Two days after the shooting, Simmons and McNeal told police they knew the identity of the shooter and positively identified Nicks from a six-person, color-photo lineup.  Three days after the shooting, Brown positively identified Nicks from the same photo lineup as the gunman.  All three were certain in their identifications within three days of the shooting.  See State v. Fox, 396 N.W.2d 862, 864 (Minn. App. 1986) (identification several months after crime was acceptable), review denied (Minn. Jan. 16, 1987).

Effect of police procedures

            Nicks has not alleged any facts that indicate that the police method of identification was suggestive or unfair.  

            The state adequately met all five Burch factors.  Application of the Burch factors supports a conclusion that the evidence is reliable: all three victims had an opportunity to see Nicks from close range during the shooting; two victims viewed Nicks long enough to recognize him as an individual they knew; none of the victims was under stress; the victims’ identification of Nicks within three days of the crime was timely and certain; and the line-up lacked suggestibility. 

The Minnesota Supreme Court has stated that

eye witness identification made upon fleeting or limited observation * * * is not reliable and in the absence of corroboration should not be the basis for conviction.


State v.
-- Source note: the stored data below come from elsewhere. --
//
// Copyright (c) 2024 Oracle and/or its affiliates. All rights reserved.
//
// Licensed under the Universal Permissive License v 1.0 as shown at
//  https://oss.oracle.com/licenses/upl/
//
use oracle_nosql_rust_sdk_derive::add_planiter_fields;

use crate::error::ia_err;
use crate::error::NoSQLError;
use crate::handle::Handle;
use crate::plan_iter::{deserialize_plan_iters, PlanIter};
use crate::plan_iter::{FuncCode, Location, PlanIterKind, PlanIterState};
use crate::query_request::QueryRequest;
use crate::reader::Reader;
use crate::types::{FieldType, FieldValue};

use bigdecimal::BigDecimal;
use std::result::Result;
use tracing::trace;

// An instance of this iterator implements either addition/substraction among
// two or more input values, or multiplication/division among two or more input
// values. For example, arg1 + arg2 - arg3 + arg4, or arg1 * arg2 * arg3 / arg4.
//
// The only arithmetic op that is strictly needed for the driver is the div
// (real division) op, to compute an AVG aggregate function as the division of
// a SUM by a COUNT. However, having all the arithmetic ops implemented allows
// for expressions in the SELECT list that do arithmetic among aggregate
// functions (for example: select a, sum(x) + sum(y) from foo group by a).
#[add_planiter_fields]
#[derive(Debug, Default, Clone)]
pub(crate) struct ArithOpIter {
    state: PlanIterState,
    func_code: FuncCode,
    arg_iters: Vec<Box<PlanIter>>,
    // If theCode == FuncCode.OP_ADD_SUB, theOps is a string of "+" and/or "-"
    // chars, containing one such char per input value. For example, if the
    // arithmetic expression is (arg1 + arg2 - arg3 + arg4) theOps is "++-+".
    //
    // If theCode == FuncCode.OP_MULT_DIV, theOps is a string of "*", "/",
    // and/or "d" chars, containing one such char per input value. For example,
    // if the arithmetic expression is (arg1 * arg2 * arg3 / arg4) theOps
    // is "***\/". The "d" char is used for the div operator.
    ops: Vec<u8>,
    init_result: i32,
    have_real_div: bool,
}

// We don't need to manually impl Clone because there's no variable data kept in
// this iterator other than its register (which is in the QueryRequest data).

impl ArithOpIter {
    pub fn new(r: &mut Reader) -> Result<Self, NoSQLError> {
        // state_pos is now ignored, in the rust driver implementation
        let rr = r.read_i32()?; // result_reg
        let sp = r.read_i32()?; // state_pos
        trace!("\nArithOpIter: result_reg={} state_pos={}\n", rr, sp);
        let mut a = ArithOpIter {
            // fields common to all PlanIters
            result_reg: rr,
            state: PlanIterState::Uninitialized,
            loc: Location::from_reader(r)?,
            // Specific to ArithOpIter
            func_code: FuncCode::try_from_u16(r.read_u16()?)?,
            arg_iters: deserialize_plan_iters(r)?,
            ..Default::default()
        };
        let s = r.read_string()?;
        a.have_real_div = s.contains("d");
        a.ops = s.into_bytes();
        if a.func_code == FuncCode::OpAddSub {
            a.init_result = 0;
        } else {
            a.init_result = 1;
        }
        if a.ops.len() != a.arg_iters.len() {
            return ia_err!("ArithOpIter mismatched ops and args lengths");
        }
        Ok(a)
    }

    pub fn open(&mut self, req: &mut QueryRequest, handle: &Handle) -> Result<(), NoSQLError> {
        self.state = PlanIterState::Open;
        for i in &mut self.arg_iters {
            i.open(req, handle)?;
        }
        Ok(())
    }
    /*
        pub fn display_content(&self, sb: &mut String, f: &PlanFormatter) {
            f.print_indent(sb);
            // TODO: how to display content without query request?
            sb.push_str(format!("{:?}", self).as_str());
        }
        pub fn get_plan(&self) -> String {
            format!("{:?}", self)
        }
    */
    pub fn get_kind(&self) -> PlanIterKind {
        PlanIterKind::ArithOp
    }
    pub async fn next(
        &mut self,
        req: &mut QueryRequest,
        handle: &Handle,
    ) -> Result<bool, NoSQLError> {
        if self.state == PlanIterState::Done {
            return Ok(false);
        }
        // Determine the type of the result for the expression by iterating
        // its components, enforcing the promotion rules for numeric types.
        //
        // Start with INTEGER, unless we have any div operator, in which case
        // start with DOUBLE.
        let mut result_type = FieldType::Integer;
        if self.have_real_div {
            result_type = FieldType::Double;
        }

        for i in 0..self.arg_iters.len() {
            if self.arg_iters[i].next(req, handle).await? == false {
                self.state = PlanIterState::Done;
                return Ok(false);
            }
            // Take the value from the register...
            let arg_value = self.arg_iters[i].get_result(req);
            if arg_value.is_null() {
                self.set_result(req, FieldValue::Null);
                self.state = PlanIterState::Done;
                return Ok(true);
            }
            let arg_type = arg_value.get_type();
            // ...then put it back after we got its type
            self.arg_iters[i].set_result(req, arg_value);
            match arg_type {
                FieldType::Integer => (),
                FieldType::Long => {
                    if result_type == FieldType::Integer {
                        result_type = FieldType::Long;
                    }
                }
                FieldType::Double => {
                    if result_type == FieldType::Integer || result_type == FieldType::Long {
                        result_type = FieldType::Double;
                    }
                }
                FieldType::Number => {
                    result_type = FieldType::Number;
                }
                _ => {
                    return ia_err!(
                        "operand in arithmentic operation has illegal type\n \
						operand: {} type: {:?} location: {:?}",
                        i,
                        arg_type,
                        self.loc
                    );
                }
            }
        }
        let mut i_res: i32 = self.init_result;
        let mut l_res: i64 = self.init_result as i64;
        let mut d_res: f64 = self.init_result as f64;
        let mut n_res = BigDecimal::default() + self.init_result;
        for i in 0..self.arg_iters.len() {
            let arg_value = self.arg_iters[i].get_result(req);
            if arg_value == FieldValue::Uninitialized {
                return ia_err!("found uninitialized field value in arg register {i}");
            }
            if self.func_code == FuncCode::OpAddSub {
                if self.ops[i] == b'+' {
                    match result_type {
                        FieldType::Integer => {
                            i_res += arg_value.as_i32()?;
                        }
                        FieldType::Long => {
                            l_res += arg_value.as_i64()?;
                        }
                        FieldType::Double => {
                            d_res += arg_value.as_f64()?;
                        }
                        FieldType::Number => {
                            n_res += arg_value.as_big_decimal()?;
                        }
                        _ => {
                            return ia_err!("invalid result type: {:?}", result_type);
                        }
                    }
                } else {
                    match result_type {
                        FieldType::Integer => {
                            i_res -= arg_value.as_i32()?;
                        }
                        FieldType::Long => {
                            l_res -= arg_value.as_i64()?;
                        }
                        FieldType::Double => {
                            d_res -= arg_value.as_f64()?;
                        }
                        FieldType::Number => {
                            n_res -= arg_value.as_big_decimal()?;
                        }
                        _ => {
                            return ia_err!("invalid result type: {:?}", result_type);
                        }
                    }
                }
            } else {
                if self.ops[i] == b'*' {
                    match result_type {
                        FieldType::Integer => {
                            i_res *= arg_value.as_i32()?;
                        }
                        FieldType::Long => {
                            l_res *= arg_value.as_i64()?;
                        }
                        FieldType::Double => {
                            d_res *= arg_value.as_f64()?;
                        }
                        FieldType::Number => {
                            n_res *= arg_value.as_big_decimal()?;
                        }
                        _ => {
                            return ia_err!("invalid result type: {:?}", result_type);
                        }
                    }
                } else if self.ops[i] == b'/' {
                    match result_type {
                        FieldType::Integer => {
                            i_res /= arg_value.as_i32()?;
                        }
                        FieldType::Long => {
                            l_res /= arg_value.as_i64()?;
                        }
                        FieldType::Double => {
                            d_res /= arg_value.as_f64()?;
                        }
                        FieldType::Number => {
                            n_res = n_res / arg_value.as_big_decimal()?;
                        }
                        _ => {
                            return ia_err!("invalid result type: {:?}", result_type);
                        }
                    }
                } else {
                    match result_type {
                        FieldType::Double => {
                            d_res /= arg_value.as_f64()?;
                        }
                        FieldType::Number => {
                            n_res = n_res / arg_value.as_big_decimal()?;
                        }
                        _ => {
                            return ia_err!(
                                "invalid result type: {:?} (i={} ops={:?}",
                                result_type,
                                i,
                                self.ops
                            );
                        }
                    }
                }
            }
        }
        match result_type {
            FieldType::Integer => {
                self.set_result(req, FieldValue::Integer(i_res));
            }
            FieldType::Long => {
                self.set_result(req, FieldValue::Long(l_res));
            }
            FieldType::Double => {
                self.set_result(req, FieldValue::Double(d_res));
            }
            FieldType::Number => {
                self.set_result(req, FieldValue::Number(n_res));
            }
            _ => {
                return ia_err!("invalid result type: {:?}", result_type);
            }
        }
        self.state = PlanIterState::Done;
        Ok(true)
    }
    pub fn get_result(&self, req: &mut QueryRequest) -> FieldValue {
        //println!("ArithOpIter.get_result");
        req.get_result(self.result_reg)
    }
    pub fn set_result(&self, req: &mut QueryRequest, result: FieldValue) {
        req.set_result(self.result_reg, result);
    }
    pub fn reset(&mut self) -> Result<(), NoSQLError> {
        self.state = PlanIterState::Uninitialized;
        for i in 0..self.arg_iters.len() {
            self.arg_iters[i].reset()?;
        }
        Ok(())
    }
    /*
        pub fn close(&mut self, req: &mut QueryRequest) -> Result<(), NoSQLError> {
            self.state = PlanIterState::Closed;
            for i in 0..self.arg_iters.len() {
                self.arg_iters[i].close(req)?;
            }
            Ok(())
        }
    */
    pub fn get_state(&self) -> PlanIterState {
        self.state
    }
    /*
        pub fn get_func_code(&self) -> Option<FuncCode> {
            Some(self.func_code)
        }
    */
    pub fn get_aggr_value(
        &self,
        _req: &QueryRequest,
        _reset: bool,
    ) -> Result<Option<FieldValue>, NoSQLError> {
        Ok(None)
    }
}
Spann, 287 N.W.2d 406, 407-08 (Minn. 1979).  Arguably, even if the three victims’ identifications of Nicks were made upon fleeting observations, the state produced sufficient corroborating evidence linking Nicks to the crime.  Forensic testing revealed that several fired bullets and discharged cartridges found at the scene were fired from Nicks’ gun.  Additionally, the state proved that the bullet removed from Simmons’ chest was fired from Nicks’ gun. 

Walker stated that he watched the gunman and “Doome” enter a black Blazer.  Nicks was arrested while driving his black Blazer, from which police recovered a nine-millimeter handgun.  The investigation also suggested a relationship between “Doome” and the shooter.  These corroborating factors support the sufficiency of all three victims’ identifications.  State v. McAdory, 543 N.W.2d 692, 695-96 (Minn. App. 1996).

Based on the standard of review, this court may assume that the district court believed the victims’ statements, and disbelieved evidence to the contrary.  It is for the trier of fact to determine the credibility of witnesses, as well as the weight of evidence admitted.  State v. Bias, 419 N.W.2d 480, 484 (Minn. 1988). 

            Drawing all legitimate inferences from the record in a light most favorable to the decision, the evidence was sufficient to support the convictions for both counts of assault.

Nicks also contends the identification evidence was insufficiently incriminating to convict him of being a felon in possession of a pistol.  Any person who has been convicted of a crime of violence is ineligible to possess a pistol for a period of ten years after the restoration of his civil rights or the expiration of his sentence. Minn. Stat. § 624.713, subd. 1(b) (1998).  The state proved that Nicks had been convicted of the felony of aggravated robbery in 1994, just six years prior to his present conviction.  Robbery offenses are defined as crimes of violence.  See Minn. Stat. § 624.712, subd. 5 (1998) (crime of violence includes attempted aggravated robbery).  The state proved beyond a reasonable doubt that Nicks was a felon in possession of a pistol.





*  Retired judge of the district court, serving as judge of the Minnesota Court of Appeals by appointment pursuant to Minn. Const. art. VI, § 10.